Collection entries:
····················

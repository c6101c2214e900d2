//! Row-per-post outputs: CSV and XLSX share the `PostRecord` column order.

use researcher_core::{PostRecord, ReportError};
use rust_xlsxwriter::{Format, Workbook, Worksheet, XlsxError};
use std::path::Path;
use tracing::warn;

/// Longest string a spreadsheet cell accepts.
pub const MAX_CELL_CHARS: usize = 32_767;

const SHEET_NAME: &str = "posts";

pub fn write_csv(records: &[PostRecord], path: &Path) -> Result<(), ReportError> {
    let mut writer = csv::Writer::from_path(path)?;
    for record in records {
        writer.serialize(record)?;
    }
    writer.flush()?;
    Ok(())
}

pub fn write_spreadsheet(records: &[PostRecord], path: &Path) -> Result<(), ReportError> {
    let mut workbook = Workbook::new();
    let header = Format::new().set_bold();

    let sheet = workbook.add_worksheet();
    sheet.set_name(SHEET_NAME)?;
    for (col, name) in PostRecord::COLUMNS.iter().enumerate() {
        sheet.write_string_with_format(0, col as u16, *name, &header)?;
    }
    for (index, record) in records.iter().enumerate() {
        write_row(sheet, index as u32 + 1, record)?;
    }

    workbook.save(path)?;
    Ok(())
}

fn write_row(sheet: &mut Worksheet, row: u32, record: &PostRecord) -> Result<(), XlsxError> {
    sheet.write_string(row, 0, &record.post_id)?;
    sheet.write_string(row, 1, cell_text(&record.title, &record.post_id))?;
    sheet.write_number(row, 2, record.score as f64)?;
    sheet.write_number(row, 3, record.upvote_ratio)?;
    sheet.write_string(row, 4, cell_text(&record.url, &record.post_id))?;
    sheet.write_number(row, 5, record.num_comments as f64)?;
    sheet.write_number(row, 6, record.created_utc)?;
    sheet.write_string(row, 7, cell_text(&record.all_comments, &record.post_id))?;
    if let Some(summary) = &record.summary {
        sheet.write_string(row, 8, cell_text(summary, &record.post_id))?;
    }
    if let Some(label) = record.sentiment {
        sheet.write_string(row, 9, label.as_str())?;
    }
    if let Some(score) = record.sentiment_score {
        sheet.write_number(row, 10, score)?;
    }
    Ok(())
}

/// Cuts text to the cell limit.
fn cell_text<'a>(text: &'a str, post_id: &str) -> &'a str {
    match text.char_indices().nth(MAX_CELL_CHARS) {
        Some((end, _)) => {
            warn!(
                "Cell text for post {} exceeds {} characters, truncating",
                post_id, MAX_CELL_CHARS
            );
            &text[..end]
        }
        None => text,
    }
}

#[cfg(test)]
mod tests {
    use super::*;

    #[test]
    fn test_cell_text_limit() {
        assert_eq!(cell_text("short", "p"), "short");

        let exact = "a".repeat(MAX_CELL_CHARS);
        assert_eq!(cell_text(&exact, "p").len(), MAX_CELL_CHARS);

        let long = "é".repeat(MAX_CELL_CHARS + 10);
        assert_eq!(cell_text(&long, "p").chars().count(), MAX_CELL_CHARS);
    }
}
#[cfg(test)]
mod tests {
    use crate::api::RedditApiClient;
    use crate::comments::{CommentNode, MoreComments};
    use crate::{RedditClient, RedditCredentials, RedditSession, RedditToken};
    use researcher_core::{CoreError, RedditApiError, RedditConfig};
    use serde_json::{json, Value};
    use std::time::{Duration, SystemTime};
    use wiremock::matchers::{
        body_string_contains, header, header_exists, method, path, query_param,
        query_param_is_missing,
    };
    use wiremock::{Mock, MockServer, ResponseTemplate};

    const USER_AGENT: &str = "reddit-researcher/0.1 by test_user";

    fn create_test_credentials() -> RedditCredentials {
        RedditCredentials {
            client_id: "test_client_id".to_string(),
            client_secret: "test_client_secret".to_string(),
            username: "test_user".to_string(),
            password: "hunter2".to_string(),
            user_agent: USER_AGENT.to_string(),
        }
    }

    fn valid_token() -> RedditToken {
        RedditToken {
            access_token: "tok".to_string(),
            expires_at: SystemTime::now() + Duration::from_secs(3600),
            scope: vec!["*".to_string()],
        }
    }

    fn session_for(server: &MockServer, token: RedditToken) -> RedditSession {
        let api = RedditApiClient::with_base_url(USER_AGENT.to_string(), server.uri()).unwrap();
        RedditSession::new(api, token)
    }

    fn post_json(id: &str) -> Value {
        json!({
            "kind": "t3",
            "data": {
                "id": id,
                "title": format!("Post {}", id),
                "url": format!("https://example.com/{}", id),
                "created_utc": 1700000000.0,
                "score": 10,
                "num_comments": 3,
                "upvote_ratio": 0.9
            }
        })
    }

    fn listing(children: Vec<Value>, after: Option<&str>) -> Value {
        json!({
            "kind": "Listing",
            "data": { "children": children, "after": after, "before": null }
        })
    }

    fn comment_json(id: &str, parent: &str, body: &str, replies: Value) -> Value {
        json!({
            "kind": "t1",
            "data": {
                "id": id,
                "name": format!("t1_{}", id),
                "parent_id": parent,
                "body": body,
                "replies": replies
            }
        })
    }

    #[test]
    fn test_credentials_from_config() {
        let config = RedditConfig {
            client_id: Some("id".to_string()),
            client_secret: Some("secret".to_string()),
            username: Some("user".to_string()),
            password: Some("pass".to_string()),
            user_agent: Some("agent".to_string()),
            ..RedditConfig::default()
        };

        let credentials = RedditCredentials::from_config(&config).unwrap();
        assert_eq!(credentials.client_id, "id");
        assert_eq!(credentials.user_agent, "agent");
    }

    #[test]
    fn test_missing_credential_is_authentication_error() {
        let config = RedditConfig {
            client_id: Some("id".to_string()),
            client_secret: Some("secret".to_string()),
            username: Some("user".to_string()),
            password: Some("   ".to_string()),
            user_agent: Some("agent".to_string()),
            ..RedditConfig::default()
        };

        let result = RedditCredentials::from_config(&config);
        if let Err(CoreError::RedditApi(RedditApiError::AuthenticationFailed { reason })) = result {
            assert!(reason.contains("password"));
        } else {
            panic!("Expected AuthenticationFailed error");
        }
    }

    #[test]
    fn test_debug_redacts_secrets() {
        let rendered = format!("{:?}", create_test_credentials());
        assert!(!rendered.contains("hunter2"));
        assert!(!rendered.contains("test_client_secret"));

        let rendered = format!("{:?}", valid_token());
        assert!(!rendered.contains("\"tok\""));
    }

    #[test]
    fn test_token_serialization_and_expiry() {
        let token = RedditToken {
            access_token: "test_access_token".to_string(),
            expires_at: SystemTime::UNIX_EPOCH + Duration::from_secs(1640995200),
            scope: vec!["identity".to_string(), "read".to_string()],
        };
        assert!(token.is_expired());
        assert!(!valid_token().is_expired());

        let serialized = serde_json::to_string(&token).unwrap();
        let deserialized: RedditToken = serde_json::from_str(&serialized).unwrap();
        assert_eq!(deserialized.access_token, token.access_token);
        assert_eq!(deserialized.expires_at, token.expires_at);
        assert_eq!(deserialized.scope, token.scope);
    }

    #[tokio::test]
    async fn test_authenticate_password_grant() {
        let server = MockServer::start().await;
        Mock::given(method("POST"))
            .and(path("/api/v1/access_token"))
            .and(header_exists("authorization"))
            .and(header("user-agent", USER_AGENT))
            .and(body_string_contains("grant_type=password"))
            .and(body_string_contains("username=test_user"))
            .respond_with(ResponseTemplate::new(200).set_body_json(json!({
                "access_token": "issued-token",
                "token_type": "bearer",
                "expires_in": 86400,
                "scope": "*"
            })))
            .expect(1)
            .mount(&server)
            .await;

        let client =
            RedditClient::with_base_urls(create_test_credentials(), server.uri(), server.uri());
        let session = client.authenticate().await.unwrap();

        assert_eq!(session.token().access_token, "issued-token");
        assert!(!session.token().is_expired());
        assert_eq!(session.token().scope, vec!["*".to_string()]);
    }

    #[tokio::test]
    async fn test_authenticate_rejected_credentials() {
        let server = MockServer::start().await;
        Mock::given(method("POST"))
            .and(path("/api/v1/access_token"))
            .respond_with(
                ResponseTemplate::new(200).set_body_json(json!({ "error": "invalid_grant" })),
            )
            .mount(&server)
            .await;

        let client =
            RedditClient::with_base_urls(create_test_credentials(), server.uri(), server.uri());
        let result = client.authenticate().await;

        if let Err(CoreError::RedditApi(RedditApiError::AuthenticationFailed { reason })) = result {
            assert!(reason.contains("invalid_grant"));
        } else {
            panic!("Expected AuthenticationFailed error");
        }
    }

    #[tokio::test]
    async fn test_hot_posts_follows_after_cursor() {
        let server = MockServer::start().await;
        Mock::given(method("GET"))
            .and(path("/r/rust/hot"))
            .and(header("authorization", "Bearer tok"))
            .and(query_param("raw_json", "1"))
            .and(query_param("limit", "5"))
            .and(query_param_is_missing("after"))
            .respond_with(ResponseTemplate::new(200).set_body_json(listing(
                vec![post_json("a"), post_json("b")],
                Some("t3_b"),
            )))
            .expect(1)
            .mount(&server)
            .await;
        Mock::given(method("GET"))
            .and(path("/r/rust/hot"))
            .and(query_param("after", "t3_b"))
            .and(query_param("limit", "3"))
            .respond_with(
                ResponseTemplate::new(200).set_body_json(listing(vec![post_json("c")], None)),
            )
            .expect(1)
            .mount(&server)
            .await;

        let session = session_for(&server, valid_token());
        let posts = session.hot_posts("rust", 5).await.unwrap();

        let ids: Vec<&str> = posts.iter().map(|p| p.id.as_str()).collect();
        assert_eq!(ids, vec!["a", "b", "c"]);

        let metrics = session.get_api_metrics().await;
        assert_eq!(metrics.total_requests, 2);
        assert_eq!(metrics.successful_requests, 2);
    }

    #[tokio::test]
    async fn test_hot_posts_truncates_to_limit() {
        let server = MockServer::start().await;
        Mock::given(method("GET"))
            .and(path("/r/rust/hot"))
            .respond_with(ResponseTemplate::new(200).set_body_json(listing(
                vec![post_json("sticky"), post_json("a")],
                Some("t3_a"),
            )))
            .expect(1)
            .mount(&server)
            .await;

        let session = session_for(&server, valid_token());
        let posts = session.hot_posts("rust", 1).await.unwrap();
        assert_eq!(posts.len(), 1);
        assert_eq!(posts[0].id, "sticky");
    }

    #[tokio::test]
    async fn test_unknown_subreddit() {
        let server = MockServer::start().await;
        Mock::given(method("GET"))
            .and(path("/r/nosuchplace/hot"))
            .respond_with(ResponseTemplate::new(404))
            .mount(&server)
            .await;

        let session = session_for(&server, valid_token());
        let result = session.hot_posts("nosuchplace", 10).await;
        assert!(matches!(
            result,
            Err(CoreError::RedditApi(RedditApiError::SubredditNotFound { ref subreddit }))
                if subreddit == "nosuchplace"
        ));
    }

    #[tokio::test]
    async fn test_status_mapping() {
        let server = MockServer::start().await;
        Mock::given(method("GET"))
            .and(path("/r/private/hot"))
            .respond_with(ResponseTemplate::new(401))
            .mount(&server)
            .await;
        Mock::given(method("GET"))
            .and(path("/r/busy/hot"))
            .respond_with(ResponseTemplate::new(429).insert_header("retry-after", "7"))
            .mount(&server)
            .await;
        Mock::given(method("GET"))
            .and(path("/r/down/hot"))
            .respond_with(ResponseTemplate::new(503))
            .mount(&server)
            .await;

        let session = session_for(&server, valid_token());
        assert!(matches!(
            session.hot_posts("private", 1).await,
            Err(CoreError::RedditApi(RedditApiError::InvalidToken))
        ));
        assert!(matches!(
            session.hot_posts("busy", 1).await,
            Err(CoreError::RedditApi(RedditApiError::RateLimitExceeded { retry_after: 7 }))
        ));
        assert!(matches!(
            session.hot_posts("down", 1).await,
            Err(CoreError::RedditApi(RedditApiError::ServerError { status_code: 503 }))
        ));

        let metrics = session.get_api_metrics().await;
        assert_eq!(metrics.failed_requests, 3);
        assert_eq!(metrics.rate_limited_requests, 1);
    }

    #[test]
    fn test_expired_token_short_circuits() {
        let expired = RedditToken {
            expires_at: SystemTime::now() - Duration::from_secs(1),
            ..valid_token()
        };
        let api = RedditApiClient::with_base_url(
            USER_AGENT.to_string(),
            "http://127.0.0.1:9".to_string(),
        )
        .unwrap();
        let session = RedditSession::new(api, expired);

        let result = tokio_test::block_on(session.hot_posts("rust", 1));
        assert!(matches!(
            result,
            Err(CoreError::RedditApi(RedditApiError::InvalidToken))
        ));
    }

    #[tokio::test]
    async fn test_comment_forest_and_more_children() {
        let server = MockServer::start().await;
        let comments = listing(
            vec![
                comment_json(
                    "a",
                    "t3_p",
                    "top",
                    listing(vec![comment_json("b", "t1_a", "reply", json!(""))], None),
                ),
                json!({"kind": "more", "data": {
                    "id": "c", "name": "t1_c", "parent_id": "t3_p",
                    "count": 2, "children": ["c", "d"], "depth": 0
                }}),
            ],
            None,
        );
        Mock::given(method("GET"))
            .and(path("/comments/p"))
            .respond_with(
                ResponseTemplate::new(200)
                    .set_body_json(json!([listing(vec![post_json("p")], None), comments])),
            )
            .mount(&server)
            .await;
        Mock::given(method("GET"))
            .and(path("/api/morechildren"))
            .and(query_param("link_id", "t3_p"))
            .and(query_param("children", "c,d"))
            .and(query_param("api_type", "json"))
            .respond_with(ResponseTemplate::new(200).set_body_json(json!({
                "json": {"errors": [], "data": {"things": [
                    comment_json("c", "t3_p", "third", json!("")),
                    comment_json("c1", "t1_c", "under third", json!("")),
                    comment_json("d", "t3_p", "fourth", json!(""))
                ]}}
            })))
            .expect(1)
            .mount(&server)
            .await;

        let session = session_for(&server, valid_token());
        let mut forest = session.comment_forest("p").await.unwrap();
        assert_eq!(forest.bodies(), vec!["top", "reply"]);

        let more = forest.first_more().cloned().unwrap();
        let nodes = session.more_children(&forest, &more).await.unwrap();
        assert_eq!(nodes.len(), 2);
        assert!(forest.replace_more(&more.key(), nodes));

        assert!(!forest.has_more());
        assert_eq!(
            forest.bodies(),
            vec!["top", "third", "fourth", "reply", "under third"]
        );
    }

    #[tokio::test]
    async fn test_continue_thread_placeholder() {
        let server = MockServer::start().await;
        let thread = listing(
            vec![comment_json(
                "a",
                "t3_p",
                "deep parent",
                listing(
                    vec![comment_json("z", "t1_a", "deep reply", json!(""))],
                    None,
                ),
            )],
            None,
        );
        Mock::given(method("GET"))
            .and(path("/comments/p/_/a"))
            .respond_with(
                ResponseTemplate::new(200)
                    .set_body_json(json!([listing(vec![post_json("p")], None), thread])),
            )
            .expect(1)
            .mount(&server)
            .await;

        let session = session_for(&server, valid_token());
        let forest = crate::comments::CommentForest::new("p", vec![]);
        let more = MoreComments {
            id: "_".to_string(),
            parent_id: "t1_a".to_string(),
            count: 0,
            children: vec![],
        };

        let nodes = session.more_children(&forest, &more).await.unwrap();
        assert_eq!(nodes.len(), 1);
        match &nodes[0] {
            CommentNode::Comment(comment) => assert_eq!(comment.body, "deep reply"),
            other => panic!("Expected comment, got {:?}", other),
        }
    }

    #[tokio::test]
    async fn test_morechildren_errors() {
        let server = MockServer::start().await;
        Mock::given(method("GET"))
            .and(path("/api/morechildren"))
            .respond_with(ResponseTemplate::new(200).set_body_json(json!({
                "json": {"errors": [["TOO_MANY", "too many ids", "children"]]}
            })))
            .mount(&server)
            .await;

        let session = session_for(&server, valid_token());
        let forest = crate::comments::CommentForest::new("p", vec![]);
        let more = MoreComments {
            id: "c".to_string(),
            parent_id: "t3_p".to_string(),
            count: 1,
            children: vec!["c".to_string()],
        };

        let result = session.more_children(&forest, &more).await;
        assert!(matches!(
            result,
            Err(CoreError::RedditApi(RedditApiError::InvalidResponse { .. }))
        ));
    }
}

····················

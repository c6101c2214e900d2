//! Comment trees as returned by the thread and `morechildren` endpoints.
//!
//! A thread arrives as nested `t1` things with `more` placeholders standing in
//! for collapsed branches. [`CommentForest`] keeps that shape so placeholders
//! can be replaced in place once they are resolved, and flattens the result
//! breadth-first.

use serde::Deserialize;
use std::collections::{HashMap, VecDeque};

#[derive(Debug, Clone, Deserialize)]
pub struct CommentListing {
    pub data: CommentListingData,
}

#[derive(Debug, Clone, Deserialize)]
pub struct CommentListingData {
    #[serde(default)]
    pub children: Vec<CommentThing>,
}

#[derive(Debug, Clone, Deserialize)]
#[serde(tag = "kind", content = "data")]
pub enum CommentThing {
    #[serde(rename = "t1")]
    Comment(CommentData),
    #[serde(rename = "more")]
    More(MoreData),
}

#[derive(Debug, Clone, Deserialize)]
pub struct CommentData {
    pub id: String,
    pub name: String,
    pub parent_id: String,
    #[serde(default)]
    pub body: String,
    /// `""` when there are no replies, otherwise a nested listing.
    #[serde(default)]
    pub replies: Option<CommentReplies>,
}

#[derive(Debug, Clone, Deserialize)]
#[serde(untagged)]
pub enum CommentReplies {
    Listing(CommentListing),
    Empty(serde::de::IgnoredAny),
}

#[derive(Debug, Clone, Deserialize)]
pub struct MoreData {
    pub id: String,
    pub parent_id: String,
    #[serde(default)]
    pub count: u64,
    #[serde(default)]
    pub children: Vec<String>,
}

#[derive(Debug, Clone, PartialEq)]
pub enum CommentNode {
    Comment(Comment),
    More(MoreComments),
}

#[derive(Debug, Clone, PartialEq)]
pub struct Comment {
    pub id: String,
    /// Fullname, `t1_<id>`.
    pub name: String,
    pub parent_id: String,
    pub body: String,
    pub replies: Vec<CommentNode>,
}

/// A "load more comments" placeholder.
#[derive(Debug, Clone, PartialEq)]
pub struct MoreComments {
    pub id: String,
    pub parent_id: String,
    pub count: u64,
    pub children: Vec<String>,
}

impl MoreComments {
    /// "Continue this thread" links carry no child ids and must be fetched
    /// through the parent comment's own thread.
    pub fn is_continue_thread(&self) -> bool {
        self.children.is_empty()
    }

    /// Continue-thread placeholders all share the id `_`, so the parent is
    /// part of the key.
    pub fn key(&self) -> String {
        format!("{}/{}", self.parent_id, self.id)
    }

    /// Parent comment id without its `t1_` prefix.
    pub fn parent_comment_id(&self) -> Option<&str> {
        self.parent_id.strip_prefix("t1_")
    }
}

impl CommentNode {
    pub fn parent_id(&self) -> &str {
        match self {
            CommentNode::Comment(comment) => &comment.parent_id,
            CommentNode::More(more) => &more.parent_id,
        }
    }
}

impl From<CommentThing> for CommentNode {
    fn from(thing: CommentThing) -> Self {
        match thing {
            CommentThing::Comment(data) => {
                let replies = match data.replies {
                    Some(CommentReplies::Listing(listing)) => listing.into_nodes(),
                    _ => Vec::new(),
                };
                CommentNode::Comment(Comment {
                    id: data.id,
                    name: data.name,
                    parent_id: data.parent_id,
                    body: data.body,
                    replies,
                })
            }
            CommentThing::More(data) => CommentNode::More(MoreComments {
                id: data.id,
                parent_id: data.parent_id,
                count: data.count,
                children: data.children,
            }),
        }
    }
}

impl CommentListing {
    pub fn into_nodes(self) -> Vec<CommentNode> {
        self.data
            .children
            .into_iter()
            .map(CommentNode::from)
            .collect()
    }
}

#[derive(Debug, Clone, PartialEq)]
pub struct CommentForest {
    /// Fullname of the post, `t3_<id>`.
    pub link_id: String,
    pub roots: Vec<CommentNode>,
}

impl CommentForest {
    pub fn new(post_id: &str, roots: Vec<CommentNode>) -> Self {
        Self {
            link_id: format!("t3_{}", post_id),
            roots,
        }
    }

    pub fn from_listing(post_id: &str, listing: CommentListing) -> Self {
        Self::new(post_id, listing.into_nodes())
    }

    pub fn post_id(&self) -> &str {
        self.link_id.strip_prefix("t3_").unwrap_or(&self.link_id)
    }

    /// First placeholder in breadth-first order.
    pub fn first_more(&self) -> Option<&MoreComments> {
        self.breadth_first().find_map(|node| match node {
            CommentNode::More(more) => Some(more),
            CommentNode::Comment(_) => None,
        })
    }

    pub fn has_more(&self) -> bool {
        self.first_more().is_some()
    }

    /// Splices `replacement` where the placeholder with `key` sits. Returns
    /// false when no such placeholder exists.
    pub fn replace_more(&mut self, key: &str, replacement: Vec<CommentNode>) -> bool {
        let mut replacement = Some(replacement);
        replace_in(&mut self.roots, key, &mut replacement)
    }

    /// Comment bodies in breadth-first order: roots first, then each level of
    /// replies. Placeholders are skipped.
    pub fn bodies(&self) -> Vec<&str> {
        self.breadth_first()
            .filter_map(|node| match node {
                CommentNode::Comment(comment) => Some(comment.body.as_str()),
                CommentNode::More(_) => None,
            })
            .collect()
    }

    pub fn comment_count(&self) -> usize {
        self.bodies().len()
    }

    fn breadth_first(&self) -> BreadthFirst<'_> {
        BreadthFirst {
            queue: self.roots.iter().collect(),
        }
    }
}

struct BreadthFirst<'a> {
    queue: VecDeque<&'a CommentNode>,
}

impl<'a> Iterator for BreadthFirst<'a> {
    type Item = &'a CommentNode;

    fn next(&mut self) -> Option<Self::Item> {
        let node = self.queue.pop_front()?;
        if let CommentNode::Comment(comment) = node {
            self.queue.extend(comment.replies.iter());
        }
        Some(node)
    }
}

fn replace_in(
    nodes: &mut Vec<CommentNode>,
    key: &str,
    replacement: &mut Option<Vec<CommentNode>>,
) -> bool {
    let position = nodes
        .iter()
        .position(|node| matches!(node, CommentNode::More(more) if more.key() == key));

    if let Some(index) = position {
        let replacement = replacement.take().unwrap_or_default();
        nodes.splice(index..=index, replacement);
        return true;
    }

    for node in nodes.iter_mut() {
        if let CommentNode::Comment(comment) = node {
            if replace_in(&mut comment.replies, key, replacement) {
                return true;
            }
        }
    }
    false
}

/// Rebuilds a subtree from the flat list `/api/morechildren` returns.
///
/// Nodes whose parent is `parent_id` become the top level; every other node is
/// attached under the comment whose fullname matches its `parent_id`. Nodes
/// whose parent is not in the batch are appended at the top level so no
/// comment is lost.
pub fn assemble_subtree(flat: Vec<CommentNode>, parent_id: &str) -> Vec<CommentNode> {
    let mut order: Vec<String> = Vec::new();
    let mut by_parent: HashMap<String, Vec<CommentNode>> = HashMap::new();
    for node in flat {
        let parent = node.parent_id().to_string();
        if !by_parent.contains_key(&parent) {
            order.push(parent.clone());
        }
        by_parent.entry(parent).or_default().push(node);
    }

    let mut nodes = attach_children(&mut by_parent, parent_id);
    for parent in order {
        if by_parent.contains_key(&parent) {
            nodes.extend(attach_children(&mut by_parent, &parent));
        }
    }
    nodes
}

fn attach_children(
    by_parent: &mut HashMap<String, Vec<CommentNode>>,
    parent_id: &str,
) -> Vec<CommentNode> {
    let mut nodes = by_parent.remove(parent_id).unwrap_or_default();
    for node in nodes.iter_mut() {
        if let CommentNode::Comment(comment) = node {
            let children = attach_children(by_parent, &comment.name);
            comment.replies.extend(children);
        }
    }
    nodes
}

····················

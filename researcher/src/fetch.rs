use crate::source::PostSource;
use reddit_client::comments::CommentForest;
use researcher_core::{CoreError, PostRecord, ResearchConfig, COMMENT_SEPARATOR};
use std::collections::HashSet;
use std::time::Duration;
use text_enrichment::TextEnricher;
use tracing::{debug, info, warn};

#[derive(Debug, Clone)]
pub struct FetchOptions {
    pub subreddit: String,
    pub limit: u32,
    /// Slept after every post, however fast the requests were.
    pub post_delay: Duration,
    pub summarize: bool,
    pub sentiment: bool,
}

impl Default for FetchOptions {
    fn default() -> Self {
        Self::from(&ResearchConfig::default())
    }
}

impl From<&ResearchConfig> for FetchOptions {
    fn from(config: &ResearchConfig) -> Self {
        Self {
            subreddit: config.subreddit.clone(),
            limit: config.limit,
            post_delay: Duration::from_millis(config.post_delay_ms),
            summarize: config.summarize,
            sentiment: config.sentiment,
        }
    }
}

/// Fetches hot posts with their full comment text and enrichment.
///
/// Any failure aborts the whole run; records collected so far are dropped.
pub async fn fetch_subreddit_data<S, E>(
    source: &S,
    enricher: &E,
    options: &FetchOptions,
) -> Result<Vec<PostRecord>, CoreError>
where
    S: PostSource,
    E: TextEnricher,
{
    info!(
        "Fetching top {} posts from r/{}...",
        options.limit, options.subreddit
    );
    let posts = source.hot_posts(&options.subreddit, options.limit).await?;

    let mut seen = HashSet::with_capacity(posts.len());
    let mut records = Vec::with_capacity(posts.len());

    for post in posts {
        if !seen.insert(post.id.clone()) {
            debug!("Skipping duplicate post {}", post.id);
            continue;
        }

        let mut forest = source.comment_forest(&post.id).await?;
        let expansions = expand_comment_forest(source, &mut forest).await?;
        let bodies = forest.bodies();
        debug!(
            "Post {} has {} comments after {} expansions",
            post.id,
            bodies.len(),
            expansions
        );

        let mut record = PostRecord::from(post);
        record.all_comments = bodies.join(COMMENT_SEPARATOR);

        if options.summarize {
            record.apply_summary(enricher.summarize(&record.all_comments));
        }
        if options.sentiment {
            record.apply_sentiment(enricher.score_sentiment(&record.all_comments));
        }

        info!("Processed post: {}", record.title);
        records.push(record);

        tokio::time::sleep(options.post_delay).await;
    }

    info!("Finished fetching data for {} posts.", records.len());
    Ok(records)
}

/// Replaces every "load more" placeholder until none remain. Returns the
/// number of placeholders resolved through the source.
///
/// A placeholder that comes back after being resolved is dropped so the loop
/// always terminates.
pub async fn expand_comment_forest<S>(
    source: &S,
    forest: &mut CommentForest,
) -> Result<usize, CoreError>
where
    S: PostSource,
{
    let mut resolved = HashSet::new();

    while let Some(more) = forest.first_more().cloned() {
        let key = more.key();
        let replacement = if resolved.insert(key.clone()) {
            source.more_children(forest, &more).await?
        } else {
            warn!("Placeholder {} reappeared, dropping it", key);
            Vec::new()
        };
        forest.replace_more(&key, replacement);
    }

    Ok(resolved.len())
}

····················

Which lines of the data hold the string "share"? Return each of them.

//! Row-per-post outputs: CSV and XLSX share the `PostRecord` column order.
    /// Continue-thread placeholders all share the id `_`, so the parent is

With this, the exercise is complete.